All lines of the listing below must be reproduced character for character.

━━━━━━━━━━━━━━━━

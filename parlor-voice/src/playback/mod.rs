//! Audio playback
//!
//! The playback engine, its per-channel output graph and wait queues, and the
//! output sink voices are played on.

pub mod engine;
pub mod graph;
pub mod item;
pub mod output;
mod queue;

pub use engine::{ChannelStats, EngineStats, PlaybackEngine};
pub use graph::{render_voice, OutputGraph, RenderedVoice, StripGains, StripSettings};
pub use item::{Payload, PlaybackCallbacks, PlaybackOutcome, PlaybackRequest, PlaybackTicket};
pub use output::{AudioOutput, ClockedOutput, MeterSnapshot, VoiceHandle};
//! Configuration file resolution and TOML loading
//!
//! Resolution priority order:
//! 1. Command-line argument (highest priority)
//! 2. Environment variable
//! 3. Per-user config file (`<config dir>/parlor/<file name>`)
//! 4. None: the caller runs on compiled defaults

use crate::{Error, Result};
use serde::de::DeserializeOwned;
use std::path::{Path, PathBuf};
use tracing::{debug, warn};

/// Locate the configuration file for a service
///
/// Returns `None` when no source names an existing file. A path given
/// explicitly (CLI or environment) is returned even if it does not exist so
/// that loading can warn about the missing file.
pub fn resolve_config_path(
    cli_arg: Option<&Path>,
    env_var_name: &str,
    file_name: &str,
) -> Option<PathBuf> {
    // Priority 1: Command-line argument
    if let Some(path) = cli_arg {
        return Some(path.to_path_buf());
    }

    // Priority 2: Environment variable
    if let Ok(path) = std::env::var(env_var_name) {
        if !path.trim().is_empty() {
            return Some(PathBuf::from(path));
        }
    }

    // Priority 3: Per-user config directory
    let user_config = dirs::config_dir().map(|d| d.join("parlor").join(file_name));
    match user_config {
        Some(path) if path.exists() => Some(path),
        _ => {
            debug!("No {} found, using compiled defaults", file_name);
            None
        }
    }
}

/// Load and deserialize a TOML file
pub fn load_toml<T: DeserializeOwned>(path: &Path) -> Result<T> {
    let content = std::fs::read_to_string(path).map_err(|e| {
        Error::Config(format!("Failed to read {}: {}", path.display(), e))
    })?;
    let value = toml::from_str::<T>(&content)?;
    Ok(value)
}

/// Load a TOML file if one was resolved, falling back to `T::default()`
///
/// A resolved file that fails to parse is an error; a missing optional file
/// is not.
pub fn load_toml_or_default<T: DeserializeOwned + Default>(path: Option<&Path>) -> Result<T> {
    match path {
        Some(path) if path.exists() => load_toml(path),
        Some(path) => {
            warn!("Config file {} not found, using defaults", path.display());
            Ok(T::default())
        }
        None => Ok(T::default()),
    }
}
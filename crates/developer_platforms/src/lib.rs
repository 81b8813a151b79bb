//! # Review Bot Developer Platforms
//!
//! Clients for the hosting platforms (GitLab, GitHub) that provide the merge
//! requests and pull requests the review bot reminds people about, and for the
//! chat webhook the reminder is posted to.

use async_trait::async_trait;

pub mod chat;

pub mod errors;

pub mod github;

pub mod gitlab;

pub mod models;
use errors::Error;
use models::{AcknowledgmentSignal, Discussion, Platform, Project, ProjectRef, ReviewRequest};

#[cfg(test)]
#[path = "lib_tests.rs"]
mod tests;

/// Read access to the review requests of a hosting platform.
///
/// The aggregation engine only talks to the platform through this trait, so
/// tests substitute an in-memory implementation. Every method hides pagination
/// and returns the complete result set.
///
/// # Example Implementation
///
/// ```rust,no_run
/// use review_bot_developer_platforms::{ReviewRequestProvider, errors::Error};
/// use review_bot_developer_platforms::models::{
///     AcknowledgmentSignal, Discussion, Platform, Project, ProjectRef, ReviewRequest,
/// };
/// use async_trait::async_trait;
///
/// #[derive(Debug)]
/// struct StaticProvider {
///     requests: Vec<ReviewRequest>,
/// }
///
/// #[async_trait]
/// impl ReviewRequestProvider for StaticProvider {
///     fn platform(&self) -> Platform {
///         Platform::GitLab
///     }
///
///     async fn fetch_open_requests(&self, _: &ProjectRef) -> Result<Vec<ReviewRequest>, Error> {
///         Ok(self.requests.clone())
///     }
///
///     # async fn fetch_project_info(&self, _: &ProjectRef) -> Result<Project, Error> { unimplemented!() }
///     # async fn fetch_acknowledgment_signals(&self, _: &ProjectRef, _: &ReviewRequest) -> Result<Vec<AcknowledgmentSignal>, Error> { unimplemented!() }
///     # async fn fetch_discussions(&self, _: &ProjectRef, _: &ReviewRequest) -> Result<Vec<Discussion>, Error> { unimplemented!() }
/// }
/// ```
#[async_trait]
pub trait ReviewRequestProvider: Send + Sync {
    /// The platform this provider talks to.
    ///
    /// The aggregation engine uses it to pick the acknowledgment policy.
    fn platform(&self) -> Platform;

    /// Retrieves the project or repository descriptor.
    ///
    /// # Arguments
    ///
    /// * `project` - The project to look up
    async fn fetch_project_info(&self, project: &ProjectRef) -> Result<Project, Error>;

    /// Retrieves every open request of the project, drafts included.
    ///
    /// # Arguments
    ///
    /// * `project` - The project to list requests for
    ///
    /// # Returns
    ///
    /// The requests in the order the platform reports them
    async fn fetch_open_requests(&self, project: &ProjectRef) -> Result<Vec<ReviewRequest>, Error>;

    /// Retrieves the reactions and reviews of a single request.
    ///
    /// # Arguments
    ///
    /// * `project` - The project owning the request
    /// * `request` - The request to inspect
    async fn fetch_acknowledgment_signals(
        &self,
        project: &ProjectRef,
        request: &ReviewRequest,
    ) -> Result<Vec<AcknowledgmentSignal>, Error>;

    /// Retrieves the discussion threads of a single request.
    ///
    /// # Arguments
    ///
    /// * `project` - The project owning the request
    /// * `request` - The request to inspect
    async fn fetch_discussions(
        &self,
        project: &ProjectRef,
        request: &ReviewRequest,
    ) -> Result<Vec<Discussion>, Error>;
}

━━━━━━━━━━━━━━━━

## Answer section:
filename parlor-voice/src/playback/mod.rs
//! Audio playback
//!
//! The playback engine, its per-channel output graph and wait queues, and the
//! output sink voices are played on.

pub mod engine;
pub mod graph;
pub mod item;
pub mod output;
mod queue;

pub use engine::{ChannelStats, EngineStats, PlaybackEngine};
pub use graph::{render_voice, OutputGraph, RenderedVoice, StripGains, StripSettings};
pub use item::{Payload, PlaybackCallbacks, PlaybackOutcome, PlaybackRequest, PlaybackTicket};
pub use output::{AudioOutput, ClockedOutput, MeterSnapshot, VoiceHandle};
//! Configuration file resolution and TOML loading
//!
//! Resolution priority order:
//! 1. Command-line argument (highest priority)
//! 2. Environment variable
//! 3. Per-user config file (`<config dir>/parlor/<file name>`)
//! 4. None: the caller runs on compiled defaults

use crate::{Error, Result};
use serde::de::DeserializeOwned;
use std::path::{Path, PathBuf};
use tracing::{debug, warn};

/// Locate the configuration file for a service
///
/// Returns `None` when no source names an existing file. A path given
/// explicitly (CLI or environment) is returned even if it does not exist so
/// that loading can warn about the missing file.
pub fn resolve_config_path(
    cli_arg: Option<&Path>,
    env_var_name: &str,
    file_name: &str,
) -> Option<PathBuf> {
    // Priority 1: Command-line argument
    if let Some(path) = cli_arg {
        return Some(path.to_path_buf());
    }

    // Priority 2: Environment variable
    if let Ok(path) = std::env::var(env_var_name) {
        if !path.trim().is_empty() {
            return Some(PathBuf::from(path));
        }
    }

    // Priority 3: Per-user config directory
    let user_config = dirs::config_dir().map(|d| d.join("parlor").join(file_name));
    match user_config {
        Some(path) if path.exists() => Some(path),
        _ => {
            debug!("No {} found, using compiled defaults", file_name);
            None
        }
    }
}

/// Load and deserialize a TOML file
pub fn load_toml<T: DeserializeOwned>(path: &Path) -> Result<T> {
    let content = std::fs::read_to_string(path).map_err(|e| {
        Error::Config(format!("Failed to read {}: {}", path.display(), e))
    })?;
    let value = toml::from_str::<T>(&content)?;
    Ok(value)
}

/// Load a TOML file if one was resolved, falling back to `T::default()`
///
/// A resolved file that fails to parse is an error; a missing optional file
/// is not.
pub fn load_toml_or_default<T: DeserializeOwned + Default>(path: Option<&Path>) -> Result<T> {
    match path {
        Some(path) if path.exists() => load_toml(path),
        Some(path) => {
            warn!("Config file {} not found, using defaults", path.display());
            Ok(T::default())
        }
        None => Ok(T::default()),
    }
}
filename crates/developer_platforms/src/lib.rs
repository 81b8813a151b79bb
//! # Review Bot Developer Platforms
//!
//! Clients for the hosting platforms (GitLab, GitHub) that provide the merge
//! requests and pull requests the review bot reminds people about, and for the
//! chat webhook the reminder is posted to.

use async_trait::async_trait;

pub mod chat;

pub mod errors;

pub mod github;

pub mod gitlab;

pub mod models;
use errors::Error;
use models::{AcknowledgmentSignal, Discussion, Platform, Project, ProjectRef, ReviewRequest};

#[cfg(test)]
#[path = "lib_tests.rs"]
mod tests;

/// Read access to the review requests of a hosting platform.
///
/// The aggregation engine only talks to the platform through this trait, so
/// tests substitute an in-memory implementation. Every method hides pagination
/// and returns the complete result set.
///
/// # Example Implementation
///
/// ```rust,no_run
/// use review_bot_developer_platforms::{ReviewRequestProvider, errors::Error};
/// use review_bot_developer_platforms::models::{
///     AcknowledgmentSignal, Discussion, Platform, Project, ProjectRef, ReviewRequest,
/// };
/// use async_trait::async_trait;
///
/// #[derive(Debug)]
/// struct StaticProvider {
///     requests: Vec<ReviewRequest>,
/// }
///
/// #[async_trait]
/// impl ReviewRequestProvider for StaticProvider {
///     fn platform(&self) -> Platform {
///         Platform::GitLab
///     }
///
///     async fn fetch_open_requests(&self, _: &ProjectRef) -> Result<Vec<ReviewRequest>, Error> {
///         Ok(self.requests.clone())
///     }
///
///     # async fn fetch_project_info(&self, _: &ProjectRef) -> Result<Project, Error> { unimplemented!() }
///     # async fn fetch_acknowledgment_signals(&self, _: &ProjectRef, _: &ReviewRequest) -> Result<Vec<AcknowledgmentSignal>, Error> { unimplemented!() }
///     # async fn fetch_discussions(&self, _: &ProjectRef, _: &ReviewRequest) -> Result<Vec<Discussion>, Error> { unimplemented!() }
/// }
/// ```
#[async_trait]
pub trait ReviewRequestProvider: Send + Sync {
    /// The platform this provider talks to.
    ///
    /// The aggregation engine uses it to pick the acknowledgment policy.
    fn platform(&self) -> Platform;

    /// Retrieves the project or repository descriptor.
    ///
    /// # Arguments
    ///
    /// * `project` - The project to look up
    async fn fetch_project_info(&self, project: &ProjectRef) -> Result<Project, Error>;

    /// Retrieves every open request of the project, drafts included.
    ///
    /// # Arguments
    ///
    /// * `project` - The project to list requests for
    ///
    /// # Returns
    ///
    /// The requests in the order the platform reports them
    async fn fetch_open_requests(&self, project: &ProjectRef) -> Result<Vec<ReviewRequest>, Error>;

    /// Retrieves the reactions and reviews of a single request.
    ///
    /// # Arguments
    ///
    /// * `project` - The project owning the request
    /// * `request` - The request to inspect
    async fn fetch_acknowledgment_signals(
        &self,
        project: &ProjectRef,
        request: &ReviewRequest,
    ) -> Result<Vec<AcknowledgmentSignal>, Error>;

    /// Retrieves the discussion threads of a single request.
    ///
    /// # Arguments
    ///
    /// * `project` - The project owning the request
    /// * `request` - The request to inspect
    async fn fetch_discussions(
        &self,
        project: &ProjectRef,
        request: &ReviewRequest,
    ) -> Result<Vec<Discussion>, Error>;
}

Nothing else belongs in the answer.